BEGIN

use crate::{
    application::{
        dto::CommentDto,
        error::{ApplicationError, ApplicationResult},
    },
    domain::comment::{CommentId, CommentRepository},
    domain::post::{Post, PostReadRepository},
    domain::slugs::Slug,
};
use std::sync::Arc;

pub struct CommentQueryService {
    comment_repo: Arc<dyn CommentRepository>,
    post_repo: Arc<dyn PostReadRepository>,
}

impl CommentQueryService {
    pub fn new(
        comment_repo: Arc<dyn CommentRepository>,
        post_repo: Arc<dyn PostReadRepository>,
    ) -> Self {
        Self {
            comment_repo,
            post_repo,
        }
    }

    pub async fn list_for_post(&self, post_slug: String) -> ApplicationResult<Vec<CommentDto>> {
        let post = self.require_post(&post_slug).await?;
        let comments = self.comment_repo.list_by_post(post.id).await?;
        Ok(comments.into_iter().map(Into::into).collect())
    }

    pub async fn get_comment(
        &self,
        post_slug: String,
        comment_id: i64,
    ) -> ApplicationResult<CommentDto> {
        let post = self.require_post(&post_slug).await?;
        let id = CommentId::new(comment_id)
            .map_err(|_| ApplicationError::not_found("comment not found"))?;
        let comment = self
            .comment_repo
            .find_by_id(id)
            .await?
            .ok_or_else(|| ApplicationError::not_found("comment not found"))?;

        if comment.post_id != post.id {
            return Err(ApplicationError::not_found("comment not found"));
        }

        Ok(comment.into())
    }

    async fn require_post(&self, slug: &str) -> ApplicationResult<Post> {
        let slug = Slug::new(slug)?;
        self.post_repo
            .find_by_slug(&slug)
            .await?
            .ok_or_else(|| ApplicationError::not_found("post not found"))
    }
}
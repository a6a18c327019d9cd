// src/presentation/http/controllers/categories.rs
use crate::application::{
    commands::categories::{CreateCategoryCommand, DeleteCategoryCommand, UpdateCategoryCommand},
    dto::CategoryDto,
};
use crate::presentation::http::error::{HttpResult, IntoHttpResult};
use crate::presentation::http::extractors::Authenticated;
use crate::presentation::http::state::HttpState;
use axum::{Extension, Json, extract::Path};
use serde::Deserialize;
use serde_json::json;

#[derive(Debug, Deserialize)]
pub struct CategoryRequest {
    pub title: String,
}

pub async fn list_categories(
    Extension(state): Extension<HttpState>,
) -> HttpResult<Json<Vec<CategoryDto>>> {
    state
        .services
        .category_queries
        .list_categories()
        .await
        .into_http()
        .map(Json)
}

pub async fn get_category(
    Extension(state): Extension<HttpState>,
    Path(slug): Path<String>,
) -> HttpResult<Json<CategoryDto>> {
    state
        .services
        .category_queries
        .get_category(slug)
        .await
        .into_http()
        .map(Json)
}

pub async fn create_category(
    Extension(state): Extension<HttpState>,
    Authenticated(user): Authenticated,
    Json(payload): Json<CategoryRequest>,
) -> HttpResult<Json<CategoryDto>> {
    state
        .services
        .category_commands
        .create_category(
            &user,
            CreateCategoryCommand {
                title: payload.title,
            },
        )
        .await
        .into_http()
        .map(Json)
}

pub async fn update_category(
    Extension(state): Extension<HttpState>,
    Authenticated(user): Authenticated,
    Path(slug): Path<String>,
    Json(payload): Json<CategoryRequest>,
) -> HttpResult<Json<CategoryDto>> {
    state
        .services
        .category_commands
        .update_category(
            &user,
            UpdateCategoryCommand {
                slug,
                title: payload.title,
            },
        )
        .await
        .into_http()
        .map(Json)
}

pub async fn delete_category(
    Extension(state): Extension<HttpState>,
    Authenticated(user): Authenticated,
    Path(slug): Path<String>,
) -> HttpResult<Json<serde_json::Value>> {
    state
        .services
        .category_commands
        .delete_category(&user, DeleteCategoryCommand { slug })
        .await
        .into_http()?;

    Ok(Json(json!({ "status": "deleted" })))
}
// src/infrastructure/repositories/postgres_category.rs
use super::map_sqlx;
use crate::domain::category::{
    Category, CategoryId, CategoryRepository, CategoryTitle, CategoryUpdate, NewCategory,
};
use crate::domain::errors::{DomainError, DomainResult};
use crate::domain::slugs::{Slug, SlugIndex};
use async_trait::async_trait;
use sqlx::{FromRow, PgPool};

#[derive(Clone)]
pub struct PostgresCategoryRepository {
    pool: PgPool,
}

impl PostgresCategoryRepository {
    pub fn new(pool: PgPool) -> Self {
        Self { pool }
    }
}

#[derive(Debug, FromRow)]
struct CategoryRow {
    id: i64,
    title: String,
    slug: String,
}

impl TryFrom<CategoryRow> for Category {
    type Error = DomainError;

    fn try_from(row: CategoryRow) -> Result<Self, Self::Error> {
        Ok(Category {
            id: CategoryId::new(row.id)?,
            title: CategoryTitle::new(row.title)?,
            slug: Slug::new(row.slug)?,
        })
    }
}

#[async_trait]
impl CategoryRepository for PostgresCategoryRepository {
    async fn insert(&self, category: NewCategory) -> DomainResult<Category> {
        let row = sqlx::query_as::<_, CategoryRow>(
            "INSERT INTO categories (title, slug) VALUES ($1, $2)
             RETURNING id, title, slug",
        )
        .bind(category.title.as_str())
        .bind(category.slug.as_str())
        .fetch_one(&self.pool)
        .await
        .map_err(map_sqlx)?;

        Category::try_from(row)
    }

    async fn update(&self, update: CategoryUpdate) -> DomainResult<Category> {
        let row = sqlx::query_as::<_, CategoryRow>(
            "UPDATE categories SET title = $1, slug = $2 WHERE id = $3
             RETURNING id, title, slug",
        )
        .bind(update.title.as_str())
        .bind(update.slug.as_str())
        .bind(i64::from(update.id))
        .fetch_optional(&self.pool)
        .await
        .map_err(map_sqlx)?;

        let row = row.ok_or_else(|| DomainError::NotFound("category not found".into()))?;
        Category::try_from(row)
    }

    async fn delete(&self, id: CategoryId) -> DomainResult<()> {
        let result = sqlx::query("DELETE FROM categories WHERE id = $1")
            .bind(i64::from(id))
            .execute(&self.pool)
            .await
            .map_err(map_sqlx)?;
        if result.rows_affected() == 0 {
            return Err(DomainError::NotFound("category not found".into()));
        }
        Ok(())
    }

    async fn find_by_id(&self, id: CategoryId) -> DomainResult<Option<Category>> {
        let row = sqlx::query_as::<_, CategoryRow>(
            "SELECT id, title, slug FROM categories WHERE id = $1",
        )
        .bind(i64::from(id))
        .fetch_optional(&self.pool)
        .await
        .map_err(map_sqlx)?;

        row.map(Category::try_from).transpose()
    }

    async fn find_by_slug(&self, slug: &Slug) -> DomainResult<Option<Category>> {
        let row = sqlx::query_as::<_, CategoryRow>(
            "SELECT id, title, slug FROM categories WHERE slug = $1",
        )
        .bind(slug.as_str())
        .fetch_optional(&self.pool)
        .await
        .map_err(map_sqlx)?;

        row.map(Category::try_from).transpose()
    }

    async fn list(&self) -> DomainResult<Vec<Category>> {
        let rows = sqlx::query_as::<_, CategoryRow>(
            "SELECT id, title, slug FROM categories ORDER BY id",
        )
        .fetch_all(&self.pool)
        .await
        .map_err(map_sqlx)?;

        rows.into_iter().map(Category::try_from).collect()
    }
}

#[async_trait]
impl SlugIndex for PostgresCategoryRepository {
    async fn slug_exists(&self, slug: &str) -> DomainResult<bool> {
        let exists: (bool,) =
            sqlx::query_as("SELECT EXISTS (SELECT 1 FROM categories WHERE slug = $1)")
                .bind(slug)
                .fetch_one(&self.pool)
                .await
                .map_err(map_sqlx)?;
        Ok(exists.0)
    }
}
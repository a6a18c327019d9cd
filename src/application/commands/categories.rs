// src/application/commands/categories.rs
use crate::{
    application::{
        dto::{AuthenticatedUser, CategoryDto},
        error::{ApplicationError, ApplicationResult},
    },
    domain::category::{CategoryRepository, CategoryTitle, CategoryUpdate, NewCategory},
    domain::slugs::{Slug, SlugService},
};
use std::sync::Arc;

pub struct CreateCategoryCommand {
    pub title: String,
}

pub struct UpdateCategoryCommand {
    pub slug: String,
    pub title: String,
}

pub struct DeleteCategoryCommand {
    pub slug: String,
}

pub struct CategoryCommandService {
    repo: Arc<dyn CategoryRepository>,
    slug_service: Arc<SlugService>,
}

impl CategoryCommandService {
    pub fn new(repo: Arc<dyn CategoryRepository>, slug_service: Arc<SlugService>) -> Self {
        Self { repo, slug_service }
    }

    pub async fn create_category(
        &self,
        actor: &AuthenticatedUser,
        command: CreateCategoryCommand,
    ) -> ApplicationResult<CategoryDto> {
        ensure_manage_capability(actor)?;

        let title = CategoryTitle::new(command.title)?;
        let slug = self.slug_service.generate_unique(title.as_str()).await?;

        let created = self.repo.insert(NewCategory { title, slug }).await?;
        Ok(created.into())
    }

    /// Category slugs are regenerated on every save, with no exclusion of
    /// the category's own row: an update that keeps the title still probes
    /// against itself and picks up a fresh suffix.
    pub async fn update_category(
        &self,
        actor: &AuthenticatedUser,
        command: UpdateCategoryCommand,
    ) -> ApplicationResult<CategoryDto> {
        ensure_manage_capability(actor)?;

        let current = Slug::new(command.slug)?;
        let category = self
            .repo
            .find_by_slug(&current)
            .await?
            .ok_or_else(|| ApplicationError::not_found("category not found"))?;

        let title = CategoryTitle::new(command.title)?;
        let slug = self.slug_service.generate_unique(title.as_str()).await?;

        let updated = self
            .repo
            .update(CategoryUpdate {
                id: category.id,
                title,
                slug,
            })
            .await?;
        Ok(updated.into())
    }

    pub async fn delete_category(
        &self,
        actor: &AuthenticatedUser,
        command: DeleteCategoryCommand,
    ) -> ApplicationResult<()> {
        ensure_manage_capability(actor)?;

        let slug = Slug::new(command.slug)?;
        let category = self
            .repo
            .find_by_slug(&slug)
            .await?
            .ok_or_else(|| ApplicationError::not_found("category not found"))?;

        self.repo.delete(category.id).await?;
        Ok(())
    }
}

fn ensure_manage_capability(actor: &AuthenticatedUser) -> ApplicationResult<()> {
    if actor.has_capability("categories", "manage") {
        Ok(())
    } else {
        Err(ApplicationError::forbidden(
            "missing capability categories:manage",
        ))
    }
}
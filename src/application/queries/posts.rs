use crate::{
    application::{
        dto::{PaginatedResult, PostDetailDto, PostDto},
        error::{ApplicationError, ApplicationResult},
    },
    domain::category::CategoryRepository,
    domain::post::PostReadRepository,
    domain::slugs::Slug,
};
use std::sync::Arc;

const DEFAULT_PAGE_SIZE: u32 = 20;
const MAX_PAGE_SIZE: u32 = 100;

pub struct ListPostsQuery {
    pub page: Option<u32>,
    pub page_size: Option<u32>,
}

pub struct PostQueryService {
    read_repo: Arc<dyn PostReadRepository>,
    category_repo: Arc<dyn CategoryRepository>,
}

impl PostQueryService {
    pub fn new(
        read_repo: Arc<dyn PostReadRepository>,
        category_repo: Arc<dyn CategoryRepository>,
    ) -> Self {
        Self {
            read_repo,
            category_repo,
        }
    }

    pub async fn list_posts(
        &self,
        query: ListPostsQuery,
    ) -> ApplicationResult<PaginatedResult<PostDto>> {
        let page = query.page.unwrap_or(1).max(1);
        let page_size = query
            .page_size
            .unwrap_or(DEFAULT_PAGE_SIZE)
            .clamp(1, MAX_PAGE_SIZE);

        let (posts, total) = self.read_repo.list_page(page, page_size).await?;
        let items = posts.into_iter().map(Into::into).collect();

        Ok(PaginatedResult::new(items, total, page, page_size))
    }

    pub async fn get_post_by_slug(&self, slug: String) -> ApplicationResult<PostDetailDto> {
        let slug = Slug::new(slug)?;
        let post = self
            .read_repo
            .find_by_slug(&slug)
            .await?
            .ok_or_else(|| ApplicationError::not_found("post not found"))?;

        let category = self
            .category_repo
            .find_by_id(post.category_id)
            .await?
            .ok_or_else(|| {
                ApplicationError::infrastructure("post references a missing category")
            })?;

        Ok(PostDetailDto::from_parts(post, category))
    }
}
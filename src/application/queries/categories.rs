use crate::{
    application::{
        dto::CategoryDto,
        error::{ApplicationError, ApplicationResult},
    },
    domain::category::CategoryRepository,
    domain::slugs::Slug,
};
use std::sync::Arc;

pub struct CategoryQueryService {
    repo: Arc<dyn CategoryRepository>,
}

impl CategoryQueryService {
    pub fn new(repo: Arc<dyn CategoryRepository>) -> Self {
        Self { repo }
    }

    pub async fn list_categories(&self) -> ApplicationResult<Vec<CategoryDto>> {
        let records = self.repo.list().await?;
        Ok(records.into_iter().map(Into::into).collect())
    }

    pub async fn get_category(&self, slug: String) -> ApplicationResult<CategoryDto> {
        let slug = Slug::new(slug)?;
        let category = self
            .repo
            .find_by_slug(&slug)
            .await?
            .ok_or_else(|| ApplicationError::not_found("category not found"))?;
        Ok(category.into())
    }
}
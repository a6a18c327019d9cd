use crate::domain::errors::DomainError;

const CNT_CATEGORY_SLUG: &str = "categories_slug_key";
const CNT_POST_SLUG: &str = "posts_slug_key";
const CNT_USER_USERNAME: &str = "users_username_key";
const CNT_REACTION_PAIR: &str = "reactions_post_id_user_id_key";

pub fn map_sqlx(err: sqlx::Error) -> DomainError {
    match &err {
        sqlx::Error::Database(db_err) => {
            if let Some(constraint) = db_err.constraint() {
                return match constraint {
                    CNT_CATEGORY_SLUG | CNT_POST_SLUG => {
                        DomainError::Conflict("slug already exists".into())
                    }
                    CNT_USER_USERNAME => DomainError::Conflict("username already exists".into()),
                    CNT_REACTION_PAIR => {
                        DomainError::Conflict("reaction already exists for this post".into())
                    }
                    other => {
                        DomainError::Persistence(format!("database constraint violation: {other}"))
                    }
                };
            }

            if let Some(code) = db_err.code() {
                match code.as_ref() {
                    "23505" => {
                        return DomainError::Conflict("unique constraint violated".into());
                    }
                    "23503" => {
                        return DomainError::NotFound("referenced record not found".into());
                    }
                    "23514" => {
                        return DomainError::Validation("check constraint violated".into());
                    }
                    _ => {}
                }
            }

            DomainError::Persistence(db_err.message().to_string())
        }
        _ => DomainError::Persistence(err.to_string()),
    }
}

END

**YOUR ASSIGNMENT**
Every line of the listing that holds the word "PostDto" is to be found and copied.

**RESULT FOR THIS TASK**
        dto::{PaginatedResult, PostDetailDto, PostDto},
    ) -> ApplicationResult<PaginatedResult<PostDto>> {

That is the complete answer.